:: Data to use

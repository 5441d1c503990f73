//! Breadth-first search with structural state deduplication.

use std::collections::{HashSet, VecDeque};

use crate::graph::{GraphModel, StateVector, VectorError};

use super::types::{Outcome, Solution, SolverCfg};

/// Find the shortest press sequence turning `initial` into `goal`.
///
/// Both vectors are validated against the model before any search; a
/// malformed vector is rejected without touching the frontier. The search
/// itself is synchronous and single-threaded, and owns all of its state,
/// so one `GraphModel` may back concurrent calls.
pub fn solve(
    model: &GraphModel,
    initial: &[u32],
    goal: &[u32],
    cfg: SolverCfg,
) -> Result<Outcome, VectorError> {
    model.check_vector(initial)?;
    model.check_vector(goal)?;
    Ok(BfsRunner::new(model, cfg).run(initial, goal))
}

/// BFS runner carrying the frontier and the visited set.
struct BfsRunner<'a> {
    model: &'a GraphModel,
    cfg: SolverCfg,
    frontier: VecDeque<(StateVector, Vec<usize>)>,
    visited: HashSet<StateVector>,
}

impl<'a> BfsRunner<'a> {
    fn new(model: &'a GraphModel, cfg: SolverCfg) -> Self {
        Self {
            model,
            cfg,
            frontier: VecDeque::new(),
            visited: HashSet::new(),
        }
    }

    fn run(mut self, initial: &[u32], goal: &[u32]) -> Outcome {
        self.frontier.push_back((initial.to_vec(), Vec::new()));
        self.visited.insert(initial.to_vec());

        let mut expanded = 0usize;
        while let Some((state, moves)) = self.frontier.pop_front() {
            // Goal test before expansion: initial may already equal goal,
            // in which case the empty sequence is the answer.
            if GraphModel::matches(&state, goal) {
                return Outcome::Solved(Solution { moves });
            }
            if let Some(cap) = self.cfg.max_expansions {
                if expanded >= cap {
                    return Outcome::Aborted { expanded };
                }
            }
            expanded += 1;
            // Ascending node index; combined with FIFO order this yields
            // the lexicographically earliest shortest solution.
            for node in 0..self.model.node_count() {
                let next = self.model.apply(&state, node);
                if self.visited.contains(&next) {
                    continue;
                }
                let mut next_moves = Vec::with_capacity(moves.len() + 1);
                next_moves.extend_from_slice(&moves);
                next_moves.push(node);
                self.visited.insert(next.clone());
                self.frontier.push_back((next, next_moves));
            }
        }
        // Frontier exhausted below the cap: the reachable set was fully
        // enumerated and the goal is not in it.
        Outcome::Unreachable
    }
}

::::

◆ What is needed: Copy the records above exactly, starting at the line that contains "fn new(model: &'a" and ending at the last line, and leave out all earlier lines.

◆ Task response:
    fn new(model: &'a GraphModel, cfg: SolverCfg) -> Self {
        Self {
            model,
            cfg,
            frontier: VecDeque::new(),
            visited: HashSet::new(),
        }
    }

    fn run(mut self, initial: &[u32], goal: &[u32]) -> Outcome {
        self.frontier.push_back((initial.to_vec(), Vec::new()));
        self.visited.insert(initial.to_vec());

        let mut expanded = 0usize;
        while let Some((state, moves)) = self.frontier.pop_front() {
            // Goal test before expansion: initial may already equal goal,
            // in which case the empty sequence is the answer.
            if GraphModel::matches(&state, goal) {
                return Outcome::Solved(Solution { moves });
            }
            if let Some(cap) = self.cfg.max_expansions {
                if expanded >= cap {
                    return Outcome::Aborted { expanded };
                }
            }
            expanded += 1;
            // Ascending node index; combined with FIFO order this yields
            // the lexicographically earliest shortest solution.
            for node in 0..self.model.node_count() {
                let next = self.model.apply(&state, node);
                if self.visited.contains(&next) {
                    continue;
                }
                let mut next_moves = Vec::with_capacity(moves.len() + 1);
                next_moves.extend_from_slice(&moves);
                next_moves.push(node);
                self.visited.insert(next.clone());
                self.frontier.push_back((next, next_moves));
            }
        }
        // Frontier exhausted below the cap: the reachable set was fully
        // enumerated and the goal is not in it.
        Outcome::Unreachable
    }
}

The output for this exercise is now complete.